== DESCRIPTION OF THE TASK ==
The answer must consist of each line below that contains the word "position", copied in full.

== Stored data entries ==

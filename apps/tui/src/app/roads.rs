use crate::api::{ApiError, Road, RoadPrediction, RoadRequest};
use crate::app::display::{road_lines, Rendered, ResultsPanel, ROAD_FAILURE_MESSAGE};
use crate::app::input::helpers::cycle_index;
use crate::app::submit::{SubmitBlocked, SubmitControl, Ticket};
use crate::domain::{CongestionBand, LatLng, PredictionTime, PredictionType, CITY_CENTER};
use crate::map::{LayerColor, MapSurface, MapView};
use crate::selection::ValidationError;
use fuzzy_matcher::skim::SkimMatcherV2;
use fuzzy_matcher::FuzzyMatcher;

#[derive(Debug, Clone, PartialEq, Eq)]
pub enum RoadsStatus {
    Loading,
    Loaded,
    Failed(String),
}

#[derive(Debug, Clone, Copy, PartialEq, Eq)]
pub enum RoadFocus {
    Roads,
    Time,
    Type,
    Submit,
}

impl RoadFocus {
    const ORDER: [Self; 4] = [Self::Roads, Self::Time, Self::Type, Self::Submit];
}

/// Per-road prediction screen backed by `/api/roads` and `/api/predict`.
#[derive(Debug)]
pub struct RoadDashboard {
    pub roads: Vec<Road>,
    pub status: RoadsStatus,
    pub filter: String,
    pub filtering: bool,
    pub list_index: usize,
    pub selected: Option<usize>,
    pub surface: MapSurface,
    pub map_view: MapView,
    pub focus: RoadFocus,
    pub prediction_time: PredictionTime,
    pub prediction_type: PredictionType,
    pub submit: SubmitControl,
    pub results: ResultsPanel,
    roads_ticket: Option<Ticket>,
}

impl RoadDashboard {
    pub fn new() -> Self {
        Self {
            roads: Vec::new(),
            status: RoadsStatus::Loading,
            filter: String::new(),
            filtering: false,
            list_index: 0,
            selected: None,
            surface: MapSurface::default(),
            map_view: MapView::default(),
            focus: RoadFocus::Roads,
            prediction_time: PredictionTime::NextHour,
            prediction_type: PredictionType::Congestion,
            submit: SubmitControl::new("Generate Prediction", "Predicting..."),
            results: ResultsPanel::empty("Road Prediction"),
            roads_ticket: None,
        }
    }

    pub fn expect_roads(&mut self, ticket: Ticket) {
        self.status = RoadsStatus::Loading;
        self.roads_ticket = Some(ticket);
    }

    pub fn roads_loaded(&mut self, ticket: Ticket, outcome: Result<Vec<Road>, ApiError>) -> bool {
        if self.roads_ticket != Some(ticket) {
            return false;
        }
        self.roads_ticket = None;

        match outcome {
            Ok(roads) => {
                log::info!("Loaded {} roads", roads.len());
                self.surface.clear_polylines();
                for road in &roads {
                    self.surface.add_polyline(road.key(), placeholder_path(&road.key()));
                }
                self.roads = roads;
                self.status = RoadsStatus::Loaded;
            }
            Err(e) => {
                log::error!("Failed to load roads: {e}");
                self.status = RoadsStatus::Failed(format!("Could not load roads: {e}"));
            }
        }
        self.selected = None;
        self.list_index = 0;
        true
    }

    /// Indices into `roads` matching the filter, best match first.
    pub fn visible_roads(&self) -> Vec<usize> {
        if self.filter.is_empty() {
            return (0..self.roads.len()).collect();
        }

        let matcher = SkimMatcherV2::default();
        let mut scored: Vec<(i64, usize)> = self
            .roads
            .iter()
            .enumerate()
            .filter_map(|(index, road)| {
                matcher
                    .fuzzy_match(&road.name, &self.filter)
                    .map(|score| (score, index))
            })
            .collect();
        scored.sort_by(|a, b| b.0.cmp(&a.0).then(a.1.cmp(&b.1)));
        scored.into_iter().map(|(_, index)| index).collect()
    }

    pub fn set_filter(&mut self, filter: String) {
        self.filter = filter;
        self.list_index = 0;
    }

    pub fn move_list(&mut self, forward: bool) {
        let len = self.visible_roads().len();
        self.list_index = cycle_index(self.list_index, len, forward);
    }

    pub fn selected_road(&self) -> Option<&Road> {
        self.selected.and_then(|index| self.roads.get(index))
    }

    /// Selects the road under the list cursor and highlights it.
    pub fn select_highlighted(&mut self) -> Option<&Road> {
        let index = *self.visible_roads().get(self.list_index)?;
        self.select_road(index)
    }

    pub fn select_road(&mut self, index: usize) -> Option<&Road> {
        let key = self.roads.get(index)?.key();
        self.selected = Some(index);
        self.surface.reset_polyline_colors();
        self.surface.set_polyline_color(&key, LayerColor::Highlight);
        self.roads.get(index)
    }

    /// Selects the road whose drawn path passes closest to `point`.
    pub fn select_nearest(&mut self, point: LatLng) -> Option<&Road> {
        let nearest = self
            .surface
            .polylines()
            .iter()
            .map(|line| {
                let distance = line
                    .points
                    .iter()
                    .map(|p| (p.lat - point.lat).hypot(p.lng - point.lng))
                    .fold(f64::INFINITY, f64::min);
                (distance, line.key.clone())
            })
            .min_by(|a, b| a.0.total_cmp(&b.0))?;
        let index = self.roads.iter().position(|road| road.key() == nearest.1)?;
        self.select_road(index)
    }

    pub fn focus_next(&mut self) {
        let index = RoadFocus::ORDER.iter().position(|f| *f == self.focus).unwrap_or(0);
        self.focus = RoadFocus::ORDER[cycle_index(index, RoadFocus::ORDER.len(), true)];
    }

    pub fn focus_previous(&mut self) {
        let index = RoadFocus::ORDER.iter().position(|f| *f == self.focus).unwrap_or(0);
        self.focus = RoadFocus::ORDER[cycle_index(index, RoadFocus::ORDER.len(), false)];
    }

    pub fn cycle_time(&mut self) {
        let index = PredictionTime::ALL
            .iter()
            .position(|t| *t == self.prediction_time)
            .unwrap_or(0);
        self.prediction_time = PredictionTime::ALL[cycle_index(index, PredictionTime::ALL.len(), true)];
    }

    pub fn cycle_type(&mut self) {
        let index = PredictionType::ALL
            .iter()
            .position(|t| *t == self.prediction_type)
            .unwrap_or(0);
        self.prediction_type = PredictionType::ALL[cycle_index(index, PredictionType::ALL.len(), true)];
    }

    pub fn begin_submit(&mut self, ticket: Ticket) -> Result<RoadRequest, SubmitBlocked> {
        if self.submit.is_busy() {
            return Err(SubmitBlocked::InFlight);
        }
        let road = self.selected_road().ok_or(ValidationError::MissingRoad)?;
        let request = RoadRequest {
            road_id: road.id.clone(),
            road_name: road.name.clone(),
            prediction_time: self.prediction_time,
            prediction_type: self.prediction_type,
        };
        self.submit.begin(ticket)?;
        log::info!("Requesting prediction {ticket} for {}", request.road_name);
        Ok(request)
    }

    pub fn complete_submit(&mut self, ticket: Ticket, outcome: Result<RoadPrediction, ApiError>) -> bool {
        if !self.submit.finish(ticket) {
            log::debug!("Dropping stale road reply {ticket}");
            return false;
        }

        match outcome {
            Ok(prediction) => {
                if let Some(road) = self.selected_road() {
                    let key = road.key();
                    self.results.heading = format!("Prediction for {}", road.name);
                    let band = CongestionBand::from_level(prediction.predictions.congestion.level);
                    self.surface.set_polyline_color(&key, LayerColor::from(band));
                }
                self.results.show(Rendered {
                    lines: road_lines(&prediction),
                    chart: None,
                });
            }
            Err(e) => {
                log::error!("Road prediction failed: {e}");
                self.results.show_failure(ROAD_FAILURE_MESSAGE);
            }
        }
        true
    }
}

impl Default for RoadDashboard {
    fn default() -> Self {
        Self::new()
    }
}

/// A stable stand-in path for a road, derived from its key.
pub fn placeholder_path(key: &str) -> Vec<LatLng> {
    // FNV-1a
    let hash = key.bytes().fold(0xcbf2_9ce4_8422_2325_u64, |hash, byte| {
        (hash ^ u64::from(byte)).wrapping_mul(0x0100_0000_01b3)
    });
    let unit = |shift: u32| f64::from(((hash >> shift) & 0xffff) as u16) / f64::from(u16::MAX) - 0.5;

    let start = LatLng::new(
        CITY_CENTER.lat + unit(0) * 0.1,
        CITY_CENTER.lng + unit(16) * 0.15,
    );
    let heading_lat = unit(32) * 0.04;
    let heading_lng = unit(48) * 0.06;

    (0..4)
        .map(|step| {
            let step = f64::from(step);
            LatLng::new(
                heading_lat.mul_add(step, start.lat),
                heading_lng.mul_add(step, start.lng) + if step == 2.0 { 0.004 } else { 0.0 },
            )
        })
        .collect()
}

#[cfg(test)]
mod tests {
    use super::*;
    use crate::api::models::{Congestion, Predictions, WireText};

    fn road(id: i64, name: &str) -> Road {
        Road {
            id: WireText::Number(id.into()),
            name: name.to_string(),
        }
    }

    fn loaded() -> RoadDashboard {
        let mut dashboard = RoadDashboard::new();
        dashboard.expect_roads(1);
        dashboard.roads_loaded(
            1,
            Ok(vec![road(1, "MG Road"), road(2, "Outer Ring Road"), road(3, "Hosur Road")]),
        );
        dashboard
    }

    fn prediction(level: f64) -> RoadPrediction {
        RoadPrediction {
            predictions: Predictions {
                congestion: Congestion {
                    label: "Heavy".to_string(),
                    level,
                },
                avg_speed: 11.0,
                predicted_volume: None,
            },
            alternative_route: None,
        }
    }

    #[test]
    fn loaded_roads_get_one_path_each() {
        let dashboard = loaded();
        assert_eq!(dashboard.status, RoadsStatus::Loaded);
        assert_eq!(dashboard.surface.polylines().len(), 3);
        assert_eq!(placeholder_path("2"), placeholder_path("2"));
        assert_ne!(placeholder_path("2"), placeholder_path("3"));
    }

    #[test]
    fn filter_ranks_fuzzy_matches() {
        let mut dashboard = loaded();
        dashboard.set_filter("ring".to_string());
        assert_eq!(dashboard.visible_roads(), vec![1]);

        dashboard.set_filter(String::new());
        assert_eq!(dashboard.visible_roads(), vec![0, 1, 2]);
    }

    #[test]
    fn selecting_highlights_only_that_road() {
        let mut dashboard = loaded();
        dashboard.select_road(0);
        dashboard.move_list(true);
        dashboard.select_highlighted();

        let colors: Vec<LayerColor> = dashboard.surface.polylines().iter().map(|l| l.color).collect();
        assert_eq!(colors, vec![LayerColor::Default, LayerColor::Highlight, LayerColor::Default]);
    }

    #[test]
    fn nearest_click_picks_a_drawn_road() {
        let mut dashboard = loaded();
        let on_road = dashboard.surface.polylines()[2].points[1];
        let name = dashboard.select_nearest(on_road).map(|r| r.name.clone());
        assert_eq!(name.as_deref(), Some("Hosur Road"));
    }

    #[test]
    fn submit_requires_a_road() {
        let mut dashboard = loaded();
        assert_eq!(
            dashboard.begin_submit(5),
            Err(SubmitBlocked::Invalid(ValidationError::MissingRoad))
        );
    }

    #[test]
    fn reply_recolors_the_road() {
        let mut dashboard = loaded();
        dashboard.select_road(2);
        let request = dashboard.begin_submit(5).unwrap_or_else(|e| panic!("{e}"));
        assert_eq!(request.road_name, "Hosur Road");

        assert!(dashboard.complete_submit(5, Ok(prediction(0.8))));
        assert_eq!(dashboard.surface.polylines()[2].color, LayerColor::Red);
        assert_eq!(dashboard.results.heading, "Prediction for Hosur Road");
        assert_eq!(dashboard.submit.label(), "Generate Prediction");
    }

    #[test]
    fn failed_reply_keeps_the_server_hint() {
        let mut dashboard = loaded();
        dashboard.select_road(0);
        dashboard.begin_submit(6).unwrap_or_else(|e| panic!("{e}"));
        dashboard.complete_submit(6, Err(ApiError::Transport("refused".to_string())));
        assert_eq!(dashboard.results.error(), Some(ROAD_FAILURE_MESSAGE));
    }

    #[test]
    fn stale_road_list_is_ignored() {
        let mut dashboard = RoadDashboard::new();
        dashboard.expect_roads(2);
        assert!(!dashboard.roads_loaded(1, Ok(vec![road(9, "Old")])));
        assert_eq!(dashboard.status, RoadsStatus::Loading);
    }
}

== RESULT OF THE TASK ==
        let index = self.roads.iter().position(|road| road.key() == nearest.1)?;
        let index = RoadFocus::ORDER.iter().position(|f| *f == self.focus).unwrap_or(0);
        let index = RoadFocus::ORDER.iter().position(|f| *f == self.focus).unwrap_or(0);
            .position(|t| *t == self.prediction_time)
            .position(|t| *t == self.prediction_type)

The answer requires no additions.